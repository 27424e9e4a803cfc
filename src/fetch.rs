//! Fetch-Validate Unit
//!
//! One HTTP fetch plus schema validation for one collection. Failures never
//! escape this module: every error is logged and turned into an empty result.
//!
//! Validation is all-or-nothing per collection. A single record that fails its
//! schema discards the whole response for that run.

use tracing::{debug, error};

use crate::error::{CrawlError, Result};
use crate::http_client::AsyncHttpClient;
use crate::registry::CollectionSpec;
use crate::schema::NormalizedRecord;

/// Fetch and validate a collection, returning an empty sequence on any failure
pub async fn fetch_and_validate(
    client: &AsyncHttpClient,
    spec: &CollectionSpec,
) -> Vec<NormalizedRecord> {
    match try_fetch_and_validate(client, spec).await {
        Ok(records) => records,
        Err(e) => {
            log_failure(spec, &e);
            Vec::new()
        }
    }
}

/// Emit the diagnostic for a failed fetch or validation
pub fn log_failure(spec: &CollectionSpec, e: &CrawlError) {
    error!(
        collection = %spec.name,
        url = %spec.url,
        stage = %e.stage(),
        "Error fetching or validating data from {}: {}",
        spec.url,
        e
    );
}

/// Fetch and validate a collection, surfacing the first failure
pub async fn try_fetch_and_validate(
    client: &AsyncHttpClient,
    spec: &CollectionSpec,
) -> Result<Vec<NormalizedRecord>> {
    let items = client.fetch_json_array(&spec.url).await?;
    debug!(collection = %spec.name, items = items.len(), "Fetched collection");

    items
        .iter()
        .enumerate()
        .map(|(index, raw)| {
            spec.kind
                .validate(raw)
                .map_err(|source| CrawlError::Validation {
                    url: spec.url.clone(),
                    index,
                    source,
                })
        })
        .collect()
}
//! Bounded Worker Pool
//!
//! Fans out one Fetch-Validate Unit per collection onto the tokio worker
//! threads and fans the results back in as they complete:
//! - **Bounded concurrency**: a semaphore caps the number of running units
//! - **Completion order**: outcomes are yielded as tasks finish, never in submission order
//! - **Isolation**: a panicking or otherwise aborted unit becomes a failed outcome
//!   without affecting the other units

use std::sync::Arc;

use futures::Stream;
use futures::stream::FuturesUnordered;
use tokio::sync::Semaphore;
use tracing::{debug, error};

use crate::error::{CrawlError, Result};
use crate::fetch;
use crate::http_client::AsyncHttpClient;
use crate::registry::CollectionSpec;
use crate::schema::NormalizedRecord;

/// Default number of collections fetched at once
pub const DEFAULT_MAX_CONCURRENCY: usize = 5;

/// Lifecycle of a single collection task
#[derive(Debug, Clone, PartialEq)]
pub enum TaskState {
    /// Submitted, waiting for a worker slot
    Pending,
    /// Holding a worker slot
    Running,
    /// Finished; the records may be empty
    Completed(Vec<NormalizedRecord>),
    /// Fetch, validation or the task itself failed
    Failed(String),
}

impl TaskState {
    pub fn as_str(&self) -> &'static str {
        match self {
            TaskState::Pending => "pending",
            TaskState::Running => "running",
            TaskState::Completed(_) => "completed",
            TaskState::Failed(_) => "failed",
        }
    }

    pub fn is_terminal(&self) -> bool {
        matches!(self, TaskState::Completed(_) | TaskState::Failed(_))
    }
}

/// Terminal state of one collection task
#[derive(Debug, Clone)]
pub struct CollectionOutcome {
    pub spec: CollectionSpec,
    pub state: TaskState,
}

impl CollectionOutcome {
    pub fn name(&self) -> &str {
        &self.spec.name
    }

    /// Records to persist; empty for failed tasks
    pub fn records(&self) -> &[NormalizedRecord] {
        match &self.state {
            TaskState::Completed(records) => records,
            _ => &[],
        }
    }
}

/// Semaphore-bounded dispatcher for Fetch-Validate Units
pub struct Dispatcher {
    client: AsyncHttpClient,
    max_concurrency: usize,
}

impl Dispatcher {
    pub fn new(client: AsyncHttpClient, max_concurrency: usize) -> Self {
        Self {
            client,
            max_concurrency: max_concurrency.max(1),
        }
    }

    /// Launch one fetch per collection and stream outcomes as they complete
    pub fn dispatch(
        &self,
        specs: Vec<CollectionSpec>,
    ) -> impl Stream<Item = CollectionOutcome> + Unpin + Send + use<> {
        let client = self.client.clone();
        self.dispatch_with(specs, move |spec| {
            let client = client.clone();
            async move { fetch::try_fetch_and_validate(&client, &spec).await }
        })
    }

    /// Launch `unit` once per collection and stream outcomes as they complete
    ///
    /// All tasks are spawned before this returns, so they make progress whether
    /// or not the stream is being polled. The stream does not borrow the
    /// dispatcher. Dropping the stream detaches the tasks.
    pub fn dispatch_with<F, Fut>(
        &self,
        specs: Vec<CollectionSpec>,
        unit: F,
    ) -> impl Stream<Item = CollectionOutcome> + Unpin + Send + use<F, Fut>
    where
        F: Fn(CollectionSpec) -> Fut + Clone + Send + 'static,
        Fut: Future<Output = Result<Vec<NormalizedRecord>>> + Send + 'static,
    {
        let semaphore = Arc::new(Semaphore::new(self.max_concurrency));

        specs
            .into_iter()
            .map(|spec| {
                let semaphore = Arc::clone(&semaphore);
                let unit = unit.clone();
                let task_spec = spec.clone();
                debug!(collection = %spec.name, state = TaskState::Pending.as_str(), "Task submitted");

                let handle = tokio::spawn(async move {
                    let _permit = semaphore.acquire_owned().await.map_err(|_| {
                        CrawlError::Concurrency {
                            details: "Failed to acquire dispatcher semaphore".to_string(),
                        }
                    })?;
                    debug!(collection = %task_spec.name, state = TaskState::Running.as_str(), "Task started");

                    Ok::<_, CrawlError>(unit(task_spec).await)
                });

                async move {
                    let state = match handle.await {
                        Ok(Ok(Ok(records))) => TaskState::Completed(records),
                        Ok(Ok(Err(e))) => {
                            fetch::log_failure(&spec, &e);
                            TaskState::Failed(e.to_string())
                        }
                        Ok(Err(e)) => Self::unexpected(&spec, e),
                        Err(join_error) => Self::unexpected(
                            &spec,
                            CrawlError::Concurrency {
                                details: format!("Task join error: {}", join_error),
                            },
                        ),
                    };
                    debug!(collection = %spec.name, state = state.as_str(), "Task finished");

                    CollectionOutcome { spec, state }
                }
            })
            .collect::<FuturesUnordered<_>>()
    }

    fn unexpected(spec: &CollectionSpec, e: CrawlError) -> TaskState {
        error!(
            collection = %spec.name,
            stage = %e.stage(),
            "Error processing {}: {}",
            spec.name,
            e
        );
        TaskState::Failed(e.to_string())
    }

    pub fn max_concurrency(&self) -> usize {
        self.max_concurrency
    }
}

# # #

## [Assigned task]
Your task is to transcribe the listing above in full and exactly.

## [Response]
repository 27424e9e4a803cfc
filename src/fetch.rs
//! Fetch-Validate Unit
//!
//! One HTTP fetch plus schema validation for one collection. Failures never
//! escape this module: every error is logged and turned into an empty result.
//!
//! Validation is all-or-nothing per collection. A single record that fails its
//! schema discards the whole response for that run.

use tracing::{debug, error};

use crate::error::{CrawlError, Result};
use crate::http_client::AsyncHttpClient;
use crate::registry::CollectionSpec;
use crate::schema::NormalizedRecord;

/// Fetch and validate a collection, returning an empty sequence on any failure
pub async fn fetch_and_validate(
    client: &AsyncHttpClient,
    spec: &CollectionSpec,
) -> Vec<NormalizedRecord> {
    match try_fetch_and_validate(client, spec).await {
        Ok(records) => records,
        Err(e) => {
            log_failure(spec, &e);
            Vec::new()
        }
    }
}

/// Emit the diagnostic for a failed fetch or validation
pub fn log_failure(spec: &CollectionSpec, e: &CrawlError) {
    error!(
        collection = %spec.name,
        url = %spec.url,
        stage = %e.stage(),
        "Error fetching or validating data from {}: {}",
        spec.url,
        e
    );
}

/// Fetch and validate a collection, surfacing the first failure
pub async fn try_fetch_and_validate(
    client: &AsyncHttpClient,
    spec: &CollectionSpec,
) -> Result<Vec<NormalizedRecord>> {
    let items = client.fetch_json_array(&spec.url).await?;
    debug!(collection = %spec.name, items = items.len(), "Fetched collection");

    items
        .iter()
        .enumerate()
        .map(|(index, raw)| {
            spec.kind
                .validate(raw)
                .map_err(|source| CrawlError::Validation {
                    url: spec.url.clone(),
                    index,
                    source,
                })
        })
        .collect()
}
//! Bounded Worker Pool
//!
//! Fans out one Fetch-Validate Unit per collection onto the tokio worker
//! threads and fans the results back in as they complete:
//! - **Bounded concurrency**: a semaphore caps the number of running units
//! - **Completion order**: outcomes are yielded as tasks finish, never in submission order
//! - **Isolation**: a panicking or otherwise aborted unit becomes a failed outcome
//!   without affecting the other units

use std::sync::Arc;

use futures::Stream;
use futures::stream::FuturesUnordered;
use tokio::sync::Semaphore;
use tracing::{debug, error};

use crate::error::{CrawlError, Result};
use crate::fetch;
use crate::http_client::AsyncHttpClient;
use crate::registry::CollectionSpec;
use crate::schema::NormalizedRecord;

/// Default number of collections fetched at once
pub const DEFAULT_MAX_CONCURRENCY: usize = 5;

/// Lifecycle of a single collection task
#[derive(Debug, Clone, PartialEq)]
pub enum TaskState {
    /// Submitted, waiting for a worker slot
    Pending,
    /// Holding a worker slot
    Running,
    /// Finished; the records may be empty
    Completed(Vec<NormalizedRecord>),
    /// Fetch, validation or the task itself failed
    Failed(String),
}

impl TaskState {
    pub fn as_str(&self) -> &'static str {
        match self {
            TaskState::Pending => "pending",
            TaskState::Running => "running",
            TaskState::Completed(_) => "completed",
            TaskState::Failed(_) => "failed",
        }
    }

    pub fn is_terminal(&self) -> bool {
        matches!(self, TaskState::Completed(_) | TaskState::Failed(_))
    }
}

/// Terminal state of one collection task
#[derive(Debug, Clone)]
pub struct CollectionOutcome {
    pub spec: CollectionSpec,
    pub state: TaskState,
}

impl CollectionOutcome {
    pub fn name(&self) -> &str {
        &self.spec.name
    }

    /// Records to persist; empty for failed tasks
    pub fn records(&self) -> &[NormalizedRecord] {
        match &self.state {
            TaskState::Completed(records) => records,
            _ => &[],
        }
    }
}

/// Semaphore-bounded dispatcher for Fetch-Validate Units
pub struct Dispatcher {
    client: AsyncHttpClient,
    max_concurrency: usize,
}

impl Dispatcher {
    pub fn new(client: AsyncHttpClient, max_concurrency: usize) -> Self {
        Self {
            client,
            max_concurrency: max_concurrency.max(1),
        }
    }

    /// Launch one fetch per collection and stream outcomes as they complete
    pub fn dispatch(
        &self,
        specs: Vec<CollectionSpec>,
    ) -> impl Stream<Item = CollectionOutcome> + Unpin + Send + use<> {
        let client = self.client.clone();
        self.dispatch_with(specs, move |spec| {
            let client = client.clone();
            async move { fetch::try_fetch_and_validate(&client, &spec).await }
        })
    }

    /// Launch `unit` once per collection and stream outcomes as they complete
    ///
    /// All tasks are spawned before this returns, so they make progress whether
    /// or not the stream is being polled. The stream does not borrow the
    /// dispatcher. Dropping the stream detaches the tasks.
    pub fn dispatch_with<F, Fut>(
        &self,
        specs: Vec<CollectionSpec>,
        unit: F,
    ) -> impl Stream<Item = CollectionOutcome> + Unpin + Send + use<F, Fut>
    where
        F: Fn(CollectionSpec) -> Fut + Clone + Send + 'static,
        Fut: Future<Output = Result<Vec<NormalizedRecord>>> + Send + 'static,
    {
        let semaphore = Arc::new(Semaphore::new(self.max_concurrency));

        specs
            .into_iter()
            .map(|spec| {
                let semaphore = Arc::clone(&semaphore);
                let unit = unit.clone();
                let task_spec = spec.clone();
                debug!(collection = %spec.name, state = TaskState::Pending.as_str(), "Task submitted");

                let handle = tokio::spawn(async move {
                    let _permit = semaphore.acquire_owned().await.map_err(|_| {
                        CrawlError::Concurrency {
                            details: "Failed to acquire dispatcher semaphore".to_string(),
                        }
                    })?;
                    debug!(collection = %task_spec.name, state = TaskState::Running.as_str(), "Task started");

                    Ok::<_, CrawlError>(unit(task_spec).await)
                });

                async move {
                    let state = match handle.await {
                        Ok(Ok(Ok(records))) => TaskState::Completed(records),
                        Ok(Ok(Err(e))) => {
                            fetch::log_failure(&spec, &e);
                            TaskState::Failed(e.to_string())
                        }
                        Ok(Err(e)) => Self::unexpected(&spec, e),
                        Err(join_error) => Self::unexpected(
                            &spec,
                            CrawlError::Concurrency {
                                details: format!("Task join error: {}", join_error),
                            },
                        ),
                    };
                    debug!(collection = %spec.name, state = state.as_str(), "Task finished");

                    CollectionOutcome { spec, state }
                }
            })
            .collect::<FuturesUnordered<_>>()
    }

    fn unexpected(spec: &CollectionSpec, e: CrawlError) -> TaskState {
        error!(
            collection = %spec.name,
            stage = %e.stage(),
            "Error processing {}: {}",
            spec.name,
            e
        );
        TaskState::Failed(e.to_string())
    }

    pub fn max_concurrency(&self) -> usize {
        self.max_concurrency
    }
}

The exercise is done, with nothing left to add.